Records to process:
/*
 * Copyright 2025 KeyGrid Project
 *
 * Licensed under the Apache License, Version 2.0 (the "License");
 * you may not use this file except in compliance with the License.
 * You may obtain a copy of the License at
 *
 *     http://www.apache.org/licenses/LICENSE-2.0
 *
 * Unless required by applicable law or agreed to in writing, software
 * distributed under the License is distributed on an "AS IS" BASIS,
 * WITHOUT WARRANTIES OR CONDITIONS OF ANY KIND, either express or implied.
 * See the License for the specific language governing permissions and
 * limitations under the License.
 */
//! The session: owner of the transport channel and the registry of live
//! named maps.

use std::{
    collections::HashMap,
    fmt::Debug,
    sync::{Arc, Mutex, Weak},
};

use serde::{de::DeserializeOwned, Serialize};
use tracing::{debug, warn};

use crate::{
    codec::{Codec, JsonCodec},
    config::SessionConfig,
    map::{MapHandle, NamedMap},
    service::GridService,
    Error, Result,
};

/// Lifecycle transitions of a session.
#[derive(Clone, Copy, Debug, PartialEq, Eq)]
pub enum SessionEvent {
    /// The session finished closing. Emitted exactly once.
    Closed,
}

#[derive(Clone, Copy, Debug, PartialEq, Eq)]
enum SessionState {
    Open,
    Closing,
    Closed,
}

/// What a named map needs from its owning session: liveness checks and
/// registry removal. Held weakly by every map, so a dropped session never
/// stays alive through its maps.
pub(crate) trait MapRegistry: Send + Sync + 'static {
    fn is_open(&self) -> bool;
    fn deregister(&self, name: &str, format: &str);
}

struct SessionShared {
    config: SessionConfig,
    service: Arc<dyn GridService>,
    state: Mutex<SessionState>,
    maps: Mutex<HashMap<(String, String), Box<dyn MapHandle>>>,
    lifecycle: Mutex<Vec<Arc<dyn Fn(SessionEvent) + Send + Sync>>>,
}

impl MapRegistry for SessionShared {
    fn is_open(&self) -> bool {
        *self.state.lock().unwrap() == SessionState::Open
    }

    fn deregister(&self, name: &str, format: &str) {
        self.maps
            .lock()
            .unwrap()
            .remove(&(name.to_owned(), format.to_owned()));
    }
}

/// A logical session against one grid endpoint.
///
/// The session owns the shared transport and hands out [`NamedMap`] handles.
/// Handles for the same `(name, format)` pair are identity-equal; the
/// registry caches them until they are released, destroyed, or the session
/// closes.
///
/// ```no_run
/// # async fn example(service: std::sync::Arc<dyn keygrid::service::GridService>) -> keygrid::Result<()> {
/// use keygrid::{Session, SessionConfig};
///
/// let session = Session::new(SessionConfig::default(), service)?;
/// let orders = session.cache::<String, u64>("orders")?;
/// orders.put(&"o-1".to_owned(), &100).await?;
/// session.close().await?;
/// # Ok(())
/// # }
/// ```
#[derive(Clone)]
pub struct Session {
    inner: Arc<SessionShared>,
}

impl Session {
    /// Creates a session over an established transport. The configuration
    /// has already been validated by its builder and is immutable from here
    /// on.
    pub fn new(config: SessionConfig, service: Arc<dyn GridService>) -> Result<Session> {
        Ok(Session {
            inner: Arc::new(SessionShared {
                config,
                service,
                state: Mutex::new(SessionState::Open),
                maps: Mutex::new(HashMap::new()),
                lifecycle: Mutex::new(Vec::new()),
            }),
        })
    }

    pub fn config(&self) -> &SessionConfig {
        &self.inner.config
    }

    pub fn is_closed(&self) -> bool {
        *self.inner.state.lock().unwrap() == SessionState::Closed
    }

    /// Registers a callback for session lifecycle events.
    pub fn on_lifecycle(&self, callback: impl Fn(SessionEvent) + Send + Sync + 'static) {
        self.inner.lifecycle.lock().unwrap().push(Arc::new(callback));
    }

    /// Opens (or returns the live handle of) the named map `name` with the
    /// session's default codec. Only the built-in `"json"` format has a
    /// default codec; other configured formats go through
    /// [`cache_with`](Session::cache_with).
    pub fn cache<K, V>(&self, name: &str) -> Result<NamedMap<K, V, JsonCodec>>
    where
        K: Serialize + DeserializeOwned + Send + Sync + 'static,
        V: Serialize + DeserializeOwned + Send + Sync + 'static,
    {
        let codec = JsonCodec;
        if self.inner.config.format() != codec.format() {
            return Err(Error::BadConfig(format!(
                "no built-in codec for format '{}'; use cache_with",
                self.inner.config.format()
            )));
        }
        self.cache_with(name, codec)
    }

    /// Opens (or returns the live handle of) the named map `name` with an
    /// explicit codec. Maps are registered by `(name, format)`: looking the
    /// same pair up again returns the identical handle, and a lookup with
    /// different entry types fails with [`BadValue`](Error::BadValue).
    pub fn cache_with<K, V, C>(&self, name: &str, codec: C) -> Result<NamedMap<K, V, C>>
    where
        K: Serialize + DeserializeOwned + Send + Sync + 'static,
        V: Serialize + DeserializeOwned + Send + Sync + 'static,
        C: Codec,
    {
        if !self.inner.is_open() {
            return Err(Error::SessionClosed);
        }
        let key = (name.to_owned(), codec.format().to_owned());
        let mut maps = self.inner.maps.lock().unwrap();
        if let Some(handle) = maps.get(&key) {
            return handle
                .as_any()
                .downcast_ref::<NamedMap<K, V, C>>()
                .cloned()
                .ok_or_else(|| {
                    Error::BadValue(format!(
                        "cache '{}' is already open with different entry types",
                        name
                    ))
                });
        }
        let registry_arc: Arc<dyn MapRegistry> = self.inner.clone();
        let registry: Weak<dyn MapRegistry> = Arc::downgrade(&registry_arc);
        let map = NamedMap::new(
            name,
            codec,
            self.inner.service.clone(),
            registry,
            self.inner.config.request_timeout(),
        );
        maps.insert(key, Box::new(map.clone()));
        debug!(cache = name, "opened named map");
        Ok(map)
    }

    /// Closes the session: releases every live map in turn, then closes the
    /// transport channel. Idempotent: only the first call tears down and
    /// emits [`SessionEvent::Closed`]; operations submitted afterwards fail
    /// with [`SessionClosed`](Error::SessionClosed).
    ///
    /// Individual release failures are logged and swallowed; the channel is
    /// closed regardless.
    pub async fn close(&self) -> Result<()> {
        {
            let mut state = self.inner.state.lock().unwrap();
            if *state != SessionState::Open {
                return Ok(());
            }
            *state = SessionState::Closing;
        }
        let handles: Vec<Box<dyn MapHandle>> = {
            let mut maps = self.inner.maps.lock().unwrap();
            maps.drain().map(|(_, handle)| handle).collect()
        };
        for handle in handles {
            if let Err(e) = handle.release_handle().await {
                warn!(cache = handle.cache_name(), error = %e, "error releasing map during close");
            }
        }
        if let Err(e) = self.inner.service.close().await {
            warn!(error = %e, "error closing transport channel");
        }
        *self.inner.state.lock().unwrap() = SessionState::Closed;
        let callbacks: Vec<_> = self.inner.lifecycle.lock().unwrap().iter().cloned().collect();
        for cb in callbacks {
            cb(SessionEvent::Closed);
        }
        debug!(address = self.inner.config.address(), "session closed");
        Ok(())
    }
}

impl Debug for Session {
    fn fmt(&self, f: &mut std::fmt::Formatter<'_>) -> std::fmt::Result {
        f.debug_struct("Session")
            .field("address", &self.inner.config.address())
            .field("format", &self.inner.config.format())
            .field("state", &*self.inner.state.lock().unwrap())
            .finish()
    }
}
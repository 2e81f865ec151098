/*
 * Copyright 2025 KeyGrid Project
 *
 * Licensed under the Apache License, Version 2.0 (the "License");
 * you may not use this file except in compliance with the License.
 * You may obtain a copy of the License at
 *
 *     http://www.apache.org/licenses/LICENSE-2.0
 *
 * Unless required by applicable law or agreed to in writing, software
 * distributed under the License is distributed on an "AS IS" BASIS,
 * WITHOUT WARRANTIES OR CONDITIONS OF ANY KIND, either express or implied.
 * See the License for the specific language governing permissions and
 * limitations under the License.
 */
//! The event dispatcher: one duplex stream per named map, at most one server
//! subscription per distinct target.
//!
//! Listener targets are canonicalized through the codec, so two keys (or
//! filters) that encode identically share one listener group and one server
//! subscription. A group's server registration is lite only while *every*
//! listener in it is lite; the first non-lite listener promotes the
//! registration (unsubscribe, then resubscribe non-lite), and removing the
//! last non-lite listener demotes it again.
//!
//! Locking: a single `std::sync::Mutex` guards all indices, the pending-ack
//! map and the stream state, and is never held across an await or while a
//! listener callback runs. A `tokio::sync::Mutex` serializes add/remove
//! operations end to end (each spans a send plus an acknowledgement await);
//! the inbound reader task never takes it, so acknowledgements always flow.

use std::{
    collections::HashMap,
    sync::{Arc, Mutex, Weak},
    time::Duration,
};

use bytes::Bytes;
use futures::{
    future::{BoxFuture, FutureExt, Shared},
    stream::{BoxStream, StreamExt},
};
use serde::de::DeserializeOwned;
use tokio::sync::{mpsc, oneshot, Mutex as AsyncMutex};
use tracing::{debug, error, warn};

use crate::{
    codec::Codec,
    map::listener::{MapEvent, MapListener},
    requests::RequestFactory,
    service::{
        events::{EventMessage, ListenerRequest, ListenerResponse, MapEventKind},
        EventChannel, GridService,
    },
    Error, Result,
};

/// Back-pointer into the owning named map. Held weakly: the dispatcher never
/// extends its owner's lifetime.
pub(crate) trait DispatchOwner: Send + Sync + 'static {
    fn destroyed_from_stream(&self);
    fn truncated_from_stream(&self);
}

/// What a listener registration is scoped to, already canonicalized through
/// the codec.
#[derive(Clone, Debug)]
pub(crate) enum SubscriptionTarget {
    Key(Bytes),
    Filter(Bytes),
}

Your instructions: Reproduce every line from the preceding data in which the word "through" can be found.

Task answer:
/// stays alive through its maps.
    /// default codec; other configured formats go through
//! Listener targets are canonicalized through the codec, so two keys (or
/// What a listener registration is scoped to, already canonicalized through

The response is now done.